La crisis de la piel
En estos últimos días, LA RAZÓN reprodujo la columna Lo que no puede darnos el metaverso de Joanna Novak, publicada en The New York Times. El metaverso es la última promesa de internet, la experiencia inmersiva y multisensorial en el uso de los más modernos dispositivos tecnológicos. Y Novak reafirma en su texto que se niega a entregarse dócilmente a esta novedad por varias razones: porque se apega a los placeres táctiles del oficio que comienza con los beneficios de escribir a mano; por su inamovible amor a las libretas Rodhia; porque no quiere deshacerse de la vieja máquina de escribir; porque no quiere que muera la danza de los bolígrafos de tinta de gel y, sobre todo, porque lo último que espera es una tecnología que la aleje todavía más de su cuerpo.
Estos aparatitos, casi una extensión de nosotros, nos permiten una comunicación que, bien o mal usada, excesiva o bien autorregulada, ha hecho posible lo imposible. Mi papá no sale de su departamento hace dos años por la pandemia y el WhatsApp se ha convertido en el puente de ida y vuelta de palabras de cariño, de fotos y, si él sigue intentando en su encierro, se convertirá en una videollamada en cualquier momento y nos invadirá un arco iris de alegría. Mi grupo de entrañables amigas, las Lulús, ha permitido vencer los años y las distancias y seguir monitoreándonos, moldeándonos, intercalando nuestras vidas a lo largo del tiempo y ha permitido celebrar una Navidad mirándolas (cada día más lindas), escuchándolas (cada día más dueñas del mundo): una recostada frente al mar con su agua de coco, la segunda reinando sonriente desde su sofá, la tercera en el centro mismo de su nueva casa de soltera y yo, en bata de baño y sin maquillaje. Impensable hace algunos años.

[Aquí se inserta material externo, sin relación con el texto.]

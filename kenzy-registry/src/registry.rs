use std::time::{SystemTime, UNIX_EPOCH};

use dashmap::DashMap;
use dashmap::mapref::one::Ref;

use crate::error::RegistryError;
use crate::peer::PeerRecord;

fn now_secs() -> u64 {
    SystemTime::now()
        .duration_since(UNIX_EPOCH)
        .map(|d| d.as_secs())
        .unwrap_or(0)
}

/// Tracks every peer that has registered with this node.
///
/// There is no TTL sweep: a peer that registers and then crashes without
/// sending `shutdown` stays listed (and routable) until this process
/// restarts. That matches the original server's behavior and is a deliberate
/// choice, not an oversight.
#[derive(Default)]
pub struct PeerRegistry {
    peers: DashMap<String, PeerRecord>,
}

impl PeerRegistry {
    pub fn new() -> Self {
        Self {
            peers: DashMap::new(),
        }
    }

    /// Inserts a new peer or refreshes an existing one's `last_seen` and
    /// `accepts` list. Logs at info only the first time a URL is seen;
    /// refreshes are logged at debug to keep steady-state logs quiet.
    pub fn register(
        &self,
        url: impl Into<String>,
        device_type: impl Into<String>,
        location: Option<String>,
        group: Option<String>,
        accepts: Vec<String>,
    ) -> Result<(), RegistryError> {
        let url = url.into();
        if url.is_empty() {
            return Err(RegistryError::EmptyUrl);
        }

        let last_seen = now_secs();
        let device_type = device_type.into();

        match self.peers.entry(url.clone()) {
            dashmap::mapref::entry::Entry::Vacant(slot) => {
                log::info!("registered new peer {url} ({device_type})");
                slot.insert(PeerRecord {
                    url,
                    device_type,
                    location,
                    group,
                    accepts,
                    active: true,
                    last_seen,
                });
            }
            dashmap::mapref::entry::Entry::Occupied(mut slot) => {
                log::debug!("refreshed peer {url}");
                let record = slot.get_mut();
                record.device_type = device_type;
                record.location = location;
                record.group = group;
                record.accepts = accepts;
                record.active = true;
                record.last_seen = last_seen;
            }
        }

        Ok(())
    }

    /// Removes a peer, e.g. on an explicit `shutdown` command.
    pub fn evict(&self, url: &str) -> Option<PeerRecord> {
        self.peers.remove(url).map(|(_, record)| record)
    }

    pub fn get(&self, url: &str) -> Option<Ref<'_, String, PeerRecord>> {
        self.peers.get(url)
    }

    pub fn len(&self) -> usize {
        self.peers.len()
    }

    pub fn is_empty(&self) -> bool {
        self.peers.is_empty()
    }

    /// Snapshots peers matching `location` (falling back to `group`, then to
    /// every active peer accepting `action`) before routing, per the
    /// single-writer/no-iterate-while-mutating policy.
    pub fn route_candidates(
        &self,
        action: &str,
        location: Option<&str>,
        group: Option<&str>,
    ) -> Vec<PeerRecord> {
        let accepting: Vec<PeerRecord> = self
            .peers
            .iter()
            .filter(|entry| entry.active && entry.accepts(action))
            .map(|entry| entry.value().clone())
            .collect();

        if let Some(location) = location {
            let by_location: Vec<PeerRecord> = accepting
                .iter()
                .filter(|p| p.location.as_deref() == Some(location))
                .cloned()
                .collect();
            if !by_location.is_empty() {
                return by_location;
            }
        }

        if let Some(group) = group {
            let by_group: Vec<PeerRecord> = accepting
                .iter()
                .filter(|p| p.group.as_deref() == Some(group))
                .cloned()
                .collect();
            if !by_group.is_empty() {
                return by_group;
            }
        }

        accepting
    }

    pub fn snapshot(&self) -> Vec<PeerRecord> {
        self.peers.iter().map(|e| e.value().clone()).collect()
    }
}

#[cfg(test)]
mod tests {
    use super::*;

    #[test]
    fn register_then_refresh_does_not_duplicate() {
        let registry = PeerRegistry::new();
        registry
            .register("http://a:9700", "kenzy.stt", None, None, vec!["mute".into()])
            .unwrap();
        registry
            .register(
                "http://a:9700",
                "kenzy.stt",
                Some("kitchen".into()),
                None,
                vec!["mute".into(), "unmute".into()],
            )
            .unwrap();

        assert_eq!(registry.len(), 1);
        let record = registry.get("http://a:9700").unwrap();
        assert_eq!(record.location.as_deref(), Some("kitchen"));
        assert!(record.accepts("unmute"));
    }

    #[test]
    fn empty_url_is_rejected() {
        let registry = PeerRegistry::new();
        assert!(matches!(
            registry.register("", "kenzy.stt", None, None, vec![]),
            Err(RegistryError::EmptyUrl)
        ));
    }

    #[test]
    fn route_candidates_prefer_location_then_group_then_any() {
        let registry = PeerRegistry::new();
        registry
            .register(
                "http://a:9700",
                "kenzy.stt",
                Some("kitchen".into()),
                Some("downstairs".into()),
                vec!["mute".into()],
            )
            .unwrap();
        registry
            .register(
                "http://b:9700",
                "kenzy.stt",
                Some("den".into()),
                Some("downstairs".into()),
                vec!["mute".into()],
            )
            .unwrap();

        let by_location = registry.route_candidates("mute", Some("kitchen"), None);
        assert_eq!(by_location.len(), 1);
        assert_eq!(by_location[0].url, "http://a:9700");

        let by_group = registry.route_candidates("mute", Some("nowhere"), Some("downstairs"));
        assert_eq!(by_group.len(), 2);

        let any = registry.route_candidates("mute", None, None);
        assert_eq!(any.len(), 2);
    }

    #[test]
    fn eviction_removes_peer() {
        let registry = PeerRegistry::new();
        registry
            .register("http://a:9700", "kenzy.stt", None, None, vec![])
            .unwrap();
        assert!(registry.evict("http://a:9700").is_some());
        assert!(registry.is_empty());
    }
}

Sin embargo, hay algo absolutamente esencial que ningún chiche último modelo nos puede dar: la experiencia del tacto. Ni con todo el oro del mundo Mark Zuckerberg puede incluir nuestros cuerpos en sus fuegos artificiales. Así que a Joanna Novak no le falta razón. La omnipresente pandemia nos ha enseñado lo dura que es la vida sin el tacto. Y lo durísima que es la muerte sin el tacto. No pudimos imaginar peor pesadilla que saber que nuestro ser querido se va sin que podamos tocarlo. Por eso agradezco el privilegio que tuve, un día antes de su partida, de acariciar las manos de mi abuela mientras le ponía el Mentisán con el que ella me curó de todos los males durante mi infancia, tiempo tan dulce a su lado y al lado de mi abuelo. Las reuniones y los cócteles por Zoom nos han hecho sentir como pulgas en peluca. Las clases a distancia han disecado la energía de mi hijo y la de sus compañeros de curso. Novak da en el clavo cuando sentencia que con la llegada de la pandemia se instaló la crisis del tacto. La gran depresión (no la económica, sí la gran depresión que originan los sentimientos de tristeza, de vacío y desesperanza), ya que se trata nada menos que del primer sentido que desarrollamos. La investigadora Tiffany Field, estudiosa del tacto por más de cuatro décadas, ha puesto en su verdadera dimensión la fuerza del masaje prenatal, la del masaje de nuestras extremidades desde que somos bebés, la de la producción de oxitocina (“la hormona del abrazo”) cuando la piel contacta otra piel por no hablar de enfermedades que pueden combatirse a través del tacto. Sin ser investigadora en el tema, puedo hoy recordar a mis colegas mamás lo que logra en ese ser que acabamos de parir, ponerlos sobre nuestro pecho después de su primer llanto en manos ajenas y enguantadas. Ahora entiendo a mi amiga Virginie cuando, hace más de veinte años, después de haber roto con su pareja, me pedía que no la toque. Sentir una mano sobre nuestra piel puede desencadenar un incendio emocional.
Y este virus impredecible nos tiraniza hace dos años tapándonos la sonrisa detrás de un tapaboca y alejándonos físicamente de nuestros semejantes como medidas básicas para escapar a la muerte. Qué paradoja; qué parajoda. Una pesadilla con todos sus ingredientes. Mientras tanto, como Novak, también me rebelo contra la tecnología que nos mantiene distantes tanto de los otros como de nosotros mismos. Convoquemos a una gran manifestación para dejar de perder el sentido del tacto; iniciemos una masiva marcha nacional desde oriente y occidente para no perder el derecho humano de un abrazo en serio; que ninguna empresa transnacional se atreva a reemplazar nuestros cuerpos; que ningún gobierno de turno nos quite el contacto físico con nuestros amigos los perros; que nunca, nada en el mundo nos prive de la urgente caricia bañada en ronroneo largo de nuestros gatos. Miau.
Claudia Benavente es doctora en ciencias sociales y stronguista.